> [Exercise objective]: Find how many lines below hold "false", then state that number by itself.

> [Given data]:
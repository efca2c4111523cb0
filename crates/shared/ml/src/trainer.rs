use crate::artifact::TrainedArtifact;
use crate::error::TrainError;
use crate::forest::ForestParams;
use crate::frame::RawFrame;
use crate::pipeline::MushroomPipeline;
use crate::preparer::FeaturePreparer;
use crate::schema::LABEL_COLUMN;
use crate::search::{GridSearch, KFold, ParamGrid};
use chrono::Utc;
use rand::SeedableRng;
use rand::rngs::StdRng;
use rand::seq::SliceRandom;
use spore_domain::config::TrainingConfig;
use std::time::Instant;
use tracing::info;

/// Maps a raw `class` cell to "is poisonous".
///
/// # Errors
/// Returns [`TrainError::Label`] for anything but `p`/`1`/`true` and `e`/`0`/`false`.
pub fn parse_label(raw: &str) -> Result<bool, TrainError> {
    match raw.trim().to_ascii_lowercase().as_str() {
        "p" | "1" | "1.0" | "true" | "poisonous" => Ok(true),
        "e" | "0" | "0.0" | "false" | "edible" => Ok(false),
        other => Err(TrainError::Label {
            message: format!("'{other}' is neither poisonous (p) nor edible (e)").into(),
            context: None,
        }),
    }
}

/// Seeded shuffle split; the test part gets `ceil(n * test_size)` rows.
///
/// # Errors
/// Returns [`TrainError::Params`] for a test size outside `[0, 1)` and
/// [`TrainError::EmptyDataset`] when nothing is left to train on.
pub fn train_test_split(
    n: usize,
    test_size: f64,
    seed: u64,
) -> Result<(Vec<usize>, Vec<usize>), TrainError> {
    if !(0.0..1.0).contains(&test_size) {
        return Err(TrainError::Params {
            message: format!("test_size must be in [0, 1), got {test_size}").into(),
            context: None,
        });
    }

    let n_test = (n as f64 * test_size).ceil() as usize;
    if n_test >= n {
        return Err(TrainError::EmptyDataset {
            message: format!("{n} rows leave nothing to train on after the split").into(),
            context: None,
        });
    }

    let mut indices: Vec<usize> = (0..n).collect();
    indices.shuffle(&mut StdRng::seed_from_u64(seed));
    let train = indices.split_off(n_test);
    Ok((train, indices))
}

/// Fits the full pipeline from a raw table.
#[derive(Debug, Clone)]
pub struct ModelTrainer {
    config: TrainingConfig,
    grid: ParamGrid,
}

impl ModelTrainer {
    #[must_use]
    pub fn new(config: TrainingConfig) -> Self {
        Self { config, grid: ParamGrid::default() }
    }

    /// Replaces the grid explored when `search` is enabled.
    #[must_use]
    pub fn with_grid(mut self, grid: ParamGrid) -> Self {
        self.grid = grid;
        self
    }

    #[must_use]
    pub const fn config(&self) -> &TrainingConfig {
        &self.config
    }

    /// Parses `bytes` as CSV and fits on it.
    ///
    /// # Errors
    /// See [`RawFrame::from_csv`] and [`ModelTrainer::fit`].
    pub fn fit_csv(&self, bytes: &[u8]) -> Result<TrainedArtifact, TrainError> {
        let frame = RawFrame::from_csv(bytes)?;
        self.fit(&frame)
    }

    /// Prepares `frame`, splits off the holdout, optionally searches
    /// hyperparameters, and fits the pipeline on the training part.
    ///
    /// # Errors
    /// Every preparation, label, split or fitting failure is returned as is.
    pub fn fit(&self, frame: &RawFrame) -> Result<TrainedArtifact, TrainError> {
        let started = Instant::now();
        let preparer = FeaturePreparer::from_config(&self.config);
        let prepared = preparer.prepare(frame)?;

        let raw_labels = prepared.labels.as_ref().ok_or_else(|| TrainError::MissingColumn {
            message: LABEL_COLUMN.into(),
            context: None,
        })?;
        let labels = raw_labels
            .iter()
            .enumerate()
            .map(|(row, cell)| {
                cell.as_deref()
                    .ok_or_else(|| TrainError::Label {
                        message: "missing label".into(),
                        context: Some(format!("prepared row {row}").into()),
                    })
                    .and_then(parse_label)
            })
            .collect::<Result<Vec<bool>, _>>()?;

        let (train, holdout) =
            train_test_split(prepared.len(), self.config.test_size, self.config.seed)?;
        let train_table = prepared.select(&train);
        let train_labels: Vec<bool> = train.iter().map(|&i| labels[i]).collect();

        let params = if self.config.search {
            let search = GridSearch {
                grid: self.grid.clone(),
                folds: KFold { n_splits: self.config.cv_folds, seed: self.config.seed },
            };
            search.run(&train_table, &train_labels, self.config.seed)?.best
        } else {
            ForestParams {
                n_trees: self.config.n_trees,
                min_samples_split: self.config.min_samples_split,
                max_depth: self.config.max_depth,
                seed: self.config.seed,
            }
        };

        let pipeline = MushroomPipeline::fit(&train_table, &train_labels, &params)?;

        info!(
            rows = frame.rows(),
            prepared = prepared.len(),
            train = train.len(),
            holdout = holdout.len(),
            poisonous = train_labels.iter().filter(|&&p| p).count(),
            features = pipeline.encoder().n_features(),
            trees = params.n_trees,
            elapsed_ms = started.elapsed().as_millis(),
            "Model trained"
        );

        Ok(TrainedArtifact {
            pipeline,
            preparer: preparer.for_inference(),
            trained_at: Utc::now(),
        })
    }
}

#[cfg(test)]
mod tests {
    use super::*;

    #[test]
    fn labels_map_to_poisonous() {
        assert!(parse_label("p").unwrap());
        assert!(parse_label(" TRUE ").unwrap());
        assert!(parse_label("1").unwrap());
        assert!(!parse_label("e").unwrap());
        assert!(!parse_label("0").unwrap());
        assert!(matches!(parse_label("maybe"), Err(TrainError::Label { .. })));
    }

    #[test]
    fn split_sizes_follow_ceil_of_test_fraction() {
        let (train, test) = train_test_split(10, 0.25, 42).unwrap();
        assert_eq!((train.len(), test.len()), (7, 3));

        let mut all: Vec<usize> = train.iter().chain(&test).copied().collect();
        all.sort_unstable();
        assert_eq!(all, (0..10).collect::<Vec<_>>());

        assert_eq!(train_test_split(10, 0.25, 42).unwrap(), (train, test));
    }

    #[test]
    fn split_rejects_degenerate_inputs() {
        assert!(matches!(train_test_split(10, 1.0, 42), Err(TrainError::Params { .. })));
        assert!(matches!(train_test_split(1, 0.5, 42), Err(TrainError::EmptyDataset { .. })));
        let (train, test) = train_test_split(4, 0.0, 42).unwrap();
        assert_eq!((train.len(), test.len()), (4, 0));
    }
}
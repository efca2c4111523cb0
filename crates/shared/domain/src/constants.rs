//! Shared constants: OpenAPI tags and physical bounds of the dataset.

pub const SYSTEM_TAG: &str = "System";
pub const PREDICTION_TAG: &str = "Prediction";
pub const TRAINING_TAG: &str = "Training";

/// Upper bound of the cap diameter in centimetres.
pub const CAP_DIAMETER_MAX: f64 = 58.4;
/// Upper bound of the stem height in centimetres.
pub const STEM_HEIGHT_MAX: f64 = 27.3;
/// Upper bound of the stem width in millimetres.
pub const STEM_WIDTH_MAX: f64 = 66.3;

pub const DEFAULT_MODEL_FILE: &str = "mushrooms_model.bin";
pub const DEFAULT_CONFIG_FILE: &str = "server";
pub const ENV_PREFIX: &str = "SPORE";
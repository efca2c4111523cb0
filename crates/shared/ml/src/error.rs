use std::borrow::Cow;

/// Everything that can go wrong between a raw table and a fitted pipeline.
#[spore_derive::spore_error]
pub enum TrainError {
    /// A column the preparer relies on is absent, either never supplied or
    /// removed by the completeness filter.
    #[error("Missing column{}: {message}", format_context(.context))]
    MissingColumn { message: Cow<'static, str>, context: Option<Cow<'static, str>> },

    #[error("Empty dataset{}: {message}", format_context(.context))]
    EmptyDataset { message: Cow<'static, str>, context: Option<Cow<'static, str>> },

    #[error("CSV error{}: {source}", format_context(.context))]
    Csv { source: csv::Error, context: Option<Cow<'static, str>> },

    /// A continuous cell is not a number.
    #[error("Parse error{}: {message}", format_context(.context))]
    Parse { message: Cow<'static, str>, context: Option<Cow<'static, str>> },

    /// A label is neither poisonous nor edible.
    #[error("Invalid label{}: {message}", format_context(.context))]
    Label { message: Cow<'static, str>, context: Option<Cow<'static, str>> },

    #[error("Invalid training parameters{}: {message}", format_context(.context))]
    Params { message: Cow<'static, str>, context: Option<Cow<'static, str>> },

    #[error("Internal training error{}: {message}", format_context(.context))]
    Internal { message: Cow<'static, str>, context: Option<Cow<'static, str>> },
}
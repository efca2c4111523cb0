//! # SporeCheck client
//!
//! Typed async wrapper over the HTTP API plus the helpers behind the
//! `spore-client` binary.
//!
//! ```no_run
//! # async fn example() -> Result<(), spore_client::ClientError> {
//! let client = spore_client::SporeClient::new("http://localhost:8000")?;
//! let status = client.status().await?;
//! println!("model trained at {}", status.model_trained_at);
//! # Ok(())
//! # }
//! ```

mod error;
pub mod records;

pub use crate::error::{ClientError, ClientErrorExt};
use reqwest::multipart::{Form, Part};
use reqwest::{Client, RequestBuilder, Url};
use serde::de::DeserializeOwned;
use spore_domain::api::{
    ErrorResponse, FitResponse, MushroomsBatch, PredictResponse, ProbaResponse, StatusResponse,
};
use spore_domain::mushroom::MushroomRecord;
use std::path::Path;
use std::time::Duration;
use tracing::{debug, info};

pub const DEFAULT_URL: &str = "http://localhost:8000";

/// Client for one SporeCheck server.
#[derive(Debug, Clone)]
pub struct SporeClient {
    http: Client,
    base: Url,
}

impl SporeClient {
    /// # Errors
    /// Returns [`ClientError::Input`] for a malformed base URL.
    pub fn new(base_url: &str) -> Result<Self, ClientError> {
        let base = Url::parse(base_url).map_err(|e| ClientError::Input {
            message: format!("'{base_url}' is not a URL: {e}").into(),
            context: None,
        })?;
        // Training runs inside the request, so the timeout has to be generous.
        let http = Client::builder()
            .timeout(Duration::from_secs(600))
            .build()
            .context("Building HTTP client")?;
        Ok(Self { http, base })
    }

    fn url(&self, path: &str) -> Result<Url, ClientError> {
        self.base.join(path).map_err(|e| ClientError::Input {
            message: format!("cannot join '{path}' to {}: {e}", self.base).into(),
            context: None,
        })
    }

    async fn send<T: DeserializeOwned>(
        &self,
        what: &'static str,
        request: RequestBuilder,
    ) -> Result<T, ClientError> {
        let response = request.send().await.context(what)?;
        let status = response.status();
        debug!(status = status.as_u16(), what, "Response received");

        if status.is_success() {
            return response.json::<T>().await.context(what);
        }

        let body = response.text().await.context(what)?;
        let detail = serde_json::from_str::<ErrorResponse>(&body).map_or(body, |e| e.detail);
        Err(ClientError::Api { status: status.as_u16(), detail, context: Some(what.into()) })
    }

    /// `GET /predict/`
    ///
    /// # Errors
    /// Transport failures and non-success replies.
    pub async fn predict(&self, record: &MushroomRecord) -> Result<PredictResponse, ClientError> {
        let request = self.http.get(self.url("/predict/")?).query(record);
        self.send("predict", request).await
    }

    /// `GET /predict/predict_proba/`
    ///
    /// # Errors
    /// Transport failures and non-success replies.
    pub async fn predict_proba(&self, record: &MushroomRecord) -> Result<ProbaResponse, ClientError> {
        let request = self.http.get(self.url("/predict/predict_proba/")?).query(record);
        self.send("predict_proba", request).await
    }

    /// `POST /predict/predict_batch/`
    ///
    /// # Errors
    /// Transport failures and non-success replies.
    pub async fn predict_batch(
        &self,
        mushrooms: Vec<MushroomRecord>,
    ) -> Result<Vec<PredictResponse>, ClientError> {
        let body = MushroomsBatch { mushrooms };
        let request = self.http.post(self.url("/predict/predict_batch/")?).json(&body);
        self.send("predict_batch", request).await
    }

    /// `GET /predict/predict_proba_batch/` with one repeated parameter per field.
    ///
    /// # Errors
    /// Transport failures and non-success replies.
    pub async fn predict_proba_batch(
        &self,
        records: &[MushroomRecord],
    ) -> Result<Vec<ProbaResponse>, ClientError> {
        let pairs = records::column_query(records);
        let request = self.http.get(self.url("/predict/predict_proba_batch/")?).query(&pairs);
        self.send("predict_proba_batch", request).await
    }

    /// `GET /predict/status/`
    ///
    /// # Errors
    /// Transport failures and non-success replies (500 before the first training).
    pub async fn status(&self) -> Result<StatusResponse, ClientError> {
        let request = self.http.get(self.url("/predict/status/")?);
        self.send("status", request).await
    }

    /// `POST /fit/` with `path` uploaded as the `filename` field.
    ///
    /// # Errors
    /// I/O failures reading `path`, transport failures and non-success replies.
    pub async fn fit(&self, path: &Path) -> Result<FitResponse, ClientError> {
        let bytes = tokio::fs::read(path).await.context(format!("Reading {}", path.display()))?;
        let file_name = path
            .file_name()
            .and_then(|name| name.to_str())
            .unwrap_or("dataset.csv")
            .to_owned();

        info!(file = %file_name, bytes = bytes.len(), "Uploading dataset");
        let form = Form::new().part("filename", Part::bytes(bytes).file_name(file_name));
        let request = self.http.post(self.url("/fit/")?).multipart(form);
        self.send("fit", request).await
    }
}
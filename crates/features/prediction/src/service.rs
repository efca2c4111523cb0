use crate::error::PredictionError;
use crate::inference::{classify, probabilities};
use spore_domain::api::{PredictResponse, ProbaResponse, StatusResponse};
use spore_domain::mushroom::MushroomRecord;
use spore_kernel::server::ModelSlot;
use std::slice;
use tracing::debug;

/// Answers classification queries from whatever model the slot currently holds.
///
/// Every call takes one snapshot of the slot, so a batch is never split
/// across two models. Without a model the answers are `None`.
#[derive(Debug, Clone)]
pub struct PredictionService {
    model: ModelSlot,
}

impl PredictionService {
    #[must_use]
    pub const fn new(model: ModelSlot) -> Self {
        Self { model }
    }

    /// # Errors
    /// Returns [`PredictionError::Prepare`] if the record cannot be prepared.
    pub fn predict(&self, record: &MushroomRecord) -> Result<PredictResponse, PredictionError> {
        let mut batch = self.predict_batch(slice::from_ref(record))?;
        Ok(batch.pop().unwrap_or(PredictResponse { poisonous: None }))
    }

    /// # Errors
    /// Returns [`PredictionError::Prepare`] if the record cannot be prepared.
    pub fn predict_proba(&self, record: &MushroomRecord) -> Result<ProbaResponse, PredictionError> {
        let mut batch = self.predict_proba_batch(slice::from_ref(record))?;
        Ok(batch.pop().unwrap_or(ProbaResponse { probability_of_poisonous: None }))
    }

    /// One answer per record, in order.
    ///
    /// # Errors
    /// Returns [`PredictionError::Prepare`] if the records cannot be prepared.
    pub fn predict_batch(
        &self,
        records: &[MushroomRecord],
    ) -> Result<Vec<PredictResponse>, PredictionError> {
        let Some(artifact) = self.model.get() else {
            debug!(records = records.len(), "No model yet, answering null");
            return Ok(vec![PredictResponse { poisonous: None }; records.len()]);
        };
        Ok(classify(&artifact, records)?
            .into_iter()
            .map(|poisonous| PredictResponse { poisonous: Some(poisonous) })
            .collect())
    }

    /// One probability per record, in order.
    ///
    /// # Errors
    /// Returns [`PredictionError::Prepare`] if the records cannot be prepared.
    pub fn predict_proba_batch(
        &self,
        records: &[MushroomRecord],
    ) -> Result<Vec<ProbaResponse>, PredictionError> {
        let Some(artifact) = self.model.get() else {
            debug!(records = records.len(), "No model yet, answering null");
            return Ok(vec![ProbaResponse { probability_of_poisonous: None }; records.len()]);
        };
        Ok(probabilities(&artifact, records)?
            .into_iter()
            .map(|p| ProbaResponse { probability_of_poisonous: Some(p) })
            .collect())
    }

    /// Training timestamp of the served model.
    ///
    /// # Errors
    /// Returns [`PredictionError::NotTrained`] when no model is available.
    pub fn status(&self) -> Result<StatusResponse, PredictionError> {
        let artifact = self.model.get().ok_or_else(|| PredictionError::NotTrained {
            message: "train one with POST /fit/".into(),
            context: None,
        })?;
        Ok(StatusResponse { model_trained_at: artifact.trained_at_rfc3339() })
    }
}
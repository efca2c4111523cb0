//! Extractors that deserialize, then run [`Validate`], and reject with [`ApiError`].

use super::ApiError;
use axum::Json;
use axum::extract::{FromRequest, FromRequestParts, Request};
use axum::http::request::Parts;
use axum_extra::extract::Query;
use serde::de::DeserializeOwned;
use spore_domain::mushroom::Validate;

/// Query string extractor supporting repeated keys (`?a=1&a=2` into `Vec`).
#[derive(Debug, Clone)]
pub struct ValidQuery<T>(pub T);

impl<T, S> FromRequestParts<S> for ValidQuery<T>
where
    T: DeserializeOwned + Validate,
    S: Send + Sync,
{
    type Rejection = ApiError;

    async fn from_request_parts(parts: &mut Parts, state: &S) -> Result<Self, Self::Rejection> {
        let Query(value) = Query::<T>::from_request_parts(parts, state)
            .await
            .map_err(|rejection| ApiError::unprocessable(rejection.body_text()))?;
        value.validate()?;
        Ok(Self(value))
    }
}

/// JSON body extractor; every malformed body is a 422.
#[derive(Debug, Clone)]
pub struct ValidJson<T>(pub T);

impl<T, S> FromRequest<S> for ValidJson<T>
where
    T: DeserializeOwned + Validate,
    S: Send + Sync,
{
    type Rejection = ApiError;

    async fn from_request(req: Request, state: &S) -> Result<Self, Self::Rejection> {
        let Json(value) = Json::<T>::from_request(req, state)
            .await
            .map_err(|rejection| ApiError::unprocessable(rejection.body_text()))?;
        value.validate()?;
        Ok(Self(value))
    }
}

> [Response for this exercise]: 2